Pays émergents

Nkosazana Dlamini-Zuma en Chine

La présidente de la Commission de l’Union africaine invitée par le ministre chinois des Affaires étrangères

Céline Tabou / 13 février 2013

La présidente de la Commission de l’Union africaine, Nkosazana Dlamini-Zuma, se rendra en Chine du 14 au 17 février, sur invitation de Yang Jiechi, ministre chinois des Affaires étrangères. Quelques jours après le Sommet des chefs d’État de l’Union africaine, la nouvelle présidente, élue l’an dernier, se rendra également au 5ème Dialogue entre la Chine et l’UA.

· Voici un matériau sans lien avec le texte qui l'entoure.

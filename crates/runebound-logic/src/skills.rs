//! Player skills: costs, cooldowns, and the static skill library.
//!
//! A skill is usable only when the caster has at least its mana cost and
//! its cooldown has fully elapsed since it was last used. A skill that has
//! never been used is ready immediately.

use serde::{Deserialize, Serialize};

use crate::status::StatusKind;

/// Which stat a skill scales its damage from.
#[derive(Debug, Clone, Copy, PartialEq, Eq, Serialize, Deserialize)]
pub enum ScalingStat {
    Attack,
    Magic,
}

/// Who the skill lands on.
#[derive(Debug, Clone, Copy, PartialEq, Eq, Serialize, Deserialize)]
pub enum SkillTarget {
    Enemy,
    /// Utility archetype: restores mana and cleanses the caster
    Caster,
}

/// Status effect a skill may apply on hit.
#[derive(Debug, Clone, Copy, PartialEq, Serialize, Deserialize)]
pub struct OnHitEffect {
    pub kind: StatusKind,
    pub duration_ms: f64,
    pub magnitude: f64,
    /// Probability in [0, 1]
    pub chance: f64,
}

#[derive(Debug, Clone, PartialEq, Serialize, Deserialize)]
pub struct Skill {
    pub id: String,
    pub name: String,
    pub description: String,
    pub mana_cost: f64,
    pub cooldown_ms: u64,
    pub damage_mult: f64,
    pub scaling: ScalingStat,
    pub target: SkillTarget,
    pub on_hit: Option<OnHitEffect>,
    /// Clock reading (ms) of the last successful cast
    pub last_used_ms: Option<u64>,
}

impl Skill {
    /// Milliseconds left on the cooldown at `now_ms`.
    pub fn cooldown_remaining(&self, now_ms: u64) -> u64 {
        match self.last_used_ms {
            None => 0,
            Some(last) => {
                let elapsed = now_ms.saturating_sub(last);
                self.cooldown_ms.saturating_sub(elapsed)
            }
        }
    }

    pub fn is_ready(&self, now_ms: u64) -> bool {
        match self.last_used_ms {
            None => true,
            Some(last) => now_ms.saturating_sub(last) >= self.cooldown_ms,
        }
    }

    /// Mana and cooldown gate.
    pub fn can_cast(&self, mana: f64, now_ms: u64) -> bool {
        mana >= self.mana_cost && self.is_ready(now_ms)
    }

    /// Zero-multiplier self-target skills skip the enemy entirely.
    pub fn is_self_cast(&self) -> bool {
        self.target == SkillTarget::Caster && self.damage_mult == 0.0
    }
}

struct SkillSpec {
    id: &'static str,
    name: &'static str,
    description: &'static str,
    mana_cost: f64,
    cooldown_ms: u64,
    damage_mult: f64,
    scaling: ScalingStat,
    target: SkillTarget,
    on_hit: Option<OnHitEffect>,
}

const fn on_hit(kind: StatusKind, duration_ms: f64, magnitude: f64, chance: f64) -> Option<OnHitEffect> {
    Some(OnHitEffect {
        kind,
        duration_ms,
        magnitude,
        chance,
    })
}

static SKILL_LIBRARY: &[SkillSpec] = &[
    SkillSpec {
        id: "strike",
        name: "Runic Strike",
        description: "A focused mana-infused blow.",
        mana_cost: 8.0,
        cooldown_ms: 3500,
        damage_mult: 1.6,
        scaling: ScalingStat::Attack,
        target: SkillTarget::Enemy,
        on_hit: None,
    },
    SkillSpec {
        id: "bash",
        name: "Shield Bash",
        description: "Slams the enemy, possibly stunning them.",
        mana_cost: 15.0,
        cooldown_ms: 8000,
        damage_mult: 1.2,
        scaling: ScalingStat::Attack,
        target: SkillTarget::Enemy,
        on_hit: on_hit(StatusKind::Stun, 2500.0, 1.0, 0.6),
    },
    SkillSpec {
        id: "poison_tip",
        name: "Venom Blade",
        description: "Coats weapon in poison.",
        mana_cost: 12.0,
        cooldown_ms: 6000,
        damage_mult: 1.1,
        scaling: ScalingStat::Attack,
        target: SkillTarget::Enemy,
        on_hit: on_hit(StatusKind::Poison, 8000.0, 5.0, 1.0),
    },
    SkillSpec {
        id: "nova",
        name: "Spirit Nova",
        description: "Explosive mana release.",
        mana_cost: 22.0,
        cooldown_ms: 9000,
        damage_mult: 2.4,
        scaling: ScalingStat::Magic,
        target: SkillTarget::Enemy,
        on_hit: on_hit(StatusKind::Burn, 4000.0, 8.0, 0.5),
    },
    SkillSpec {
        id: "freeze",
        name: "Glacial Spike",
        description: "Chills the enemy, slowing their actions.",
        mana_cost: 18.0,
        cooldown_ms: 7000,
        damage_mult: 1.8,
        scaling: ScalingStat::Magic,
        target: SkillTarget::Enemy,
        on_hit: on_hit(StatusKind::Slow, 6000.0, 0.5, 0.8),
    },
    SkillSpec {
        id: "smite",
        name: "Holy Smite",
        description: "Calls down light to burn the wicked.",
        mana_cost: 15.0,
        cooldown_ms: 5000,
        damage_mult: 1.9,
        scaling: ScalingStat::Magic,
        target: SkillTarget::Enemy,
        on_hit: on_hit(StatusKind::Burn, 3000.0, 10.0, 0.4),
    },
    SkillSpec {
        id: "enrage",
        name: "Furious Blow",
        description: "A reckless attack that ignores pain.",
        mana_cost: 10.0,
        cooldown_ms: 4000,
        damage_mult: 2.2,
        scaling: ScalingStat::Attack,
        target: SkillTarget::Enemy,
        on_hit: None,
    },
    SkillSpec {
        id: "cripple",
        name: "Leg Shot",
        description: "Aims for mobility to slow the target.",
        mana_cost: 12.0,
        cooldown_ms: 6000,
        damage_mult: 1.4,
        scaling: ScalingStat::Attack,
        target: SkillTarget::Enemy,
        on_hit: on_hit(StatusKind::Slow, 5000.0, 0.4, 1.0),
    },
    SkillSpec {
        id: "ward",
        name: "Runic Ward",
        description: "Restores mana instantly and clears effects.",
        mana_cost: 0.0,
        cooldown_ms: 15000,
        damage_mult: 0.0,
        scaling: ScalingStat::Magic,
        target: SkillTarget::Caster,
        on_hit: None,
    },
];

/// Look up a skill by id, returning a fresh (never used) copy.
pub fn skill_by_id(id: &str) -> Option<Skill> {
    SKILL_LIBRARY.iter().find(|s| s.id == id).map(|s| Skill {
        id: s.id.to_string(),
        name: s.name.to_string(),
        description: s.description.to_string(),
        mana_cost: s.mana_cost,
        cooldown_ms: s.cooldown_ms,
        damage_mult: s.damage_mult,
        scaling: s.scaling,
        target: s.target,
        on_hit: s.on_hit,
        last_used_ms: None,
    })
}

/// Ids of every skill in the library.
pub fn skill_ids() -> impl Iterator<Item = &'static str> {
    SKILL_LIBRARY.iter().map(|s| s.id)
}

Lancés en 2008, les dialogues entre les représentants chinois et ceux de l’Union africaine ont pour objectif de consolider la coopération bilatérale entre la Chine et l’UA. Déjà en 2010, les hauts responsables chinois saluaient les relations bilatérales, avec comme perspective pour la Chine de développer « le dialogue entre les deux parties et promouvoir la confiance politique et la coordination sur les principales questions internationales avec l’UA », avait expliqué Yang Jiechi.

En juillet 2012, le Président Hu Jintao avait annoncé le doublement des crédits chinois au continent africain, pour un total de 16,3 milliards d’euros, afin de soutenir les infrastructures, l’agriculture, l’industrie manufacturière et le développement des petites et moyennes entreprises. Cette annonce a marqué la présence grandissante de la Chine sur le continent. D’autant plus que les relations commerciales et financières de la plupart des pays africains en voie de développement avec l’Occident sont passées de 60% à 30% en 20 ans.

Une présence solide en Afrique

80% des achats chinois à l’Afrique se portent principalement sur le pétrole brut, le minerai de fer, le manganèse et le cuivre, ainsi que le bois et le cobalt. En contrepartie, la Chine contribue au développement du continent avec la construction d’infrastructures (constructions de routes, d’hôpitaux et autres bâtiments ou encore des remises à niveau de lignes ferroviaires) ainsi que pour des projets pétroliers — notamment au Niger — jugés insuffisamment rentables par les entreprises occidentales.

La Chine devenue premier partenaire commercial de l’Afrique, le Président Hu Jintao s’est engagé à continuer à augmenter son aide à l’Afrique, tout comme son successeur, Xi Jinping. Parmi les récentes mesures, la formation de 30.000 personnes, l’allocation de bourses à 18.000 étudiants et l’envoi de 1.500 personnels médicaux sur place. Du côté africain, les relations sont saluées, mais la prudence reste de mise. Le président sud-africain Jacob Zuma a prévenu, en novembre 2012, qu’il ne fallait pas retomber dans les anciens schémas, où l’Afrique est un marché de consommation et une source d’approvisionnement en matières premières. « L’Afrique a montré qu’elle contribue au développement de la Chine en lui fournissant des matières premières et en procédant à des transferts de technologie. Ce modèle n’est pas soutenable à long terme », a-t-il conclu au forum de coopération Chine-Afrique qui s’est tenu à Pékin, en appelant à un partage équilibré des échanges commerciaux.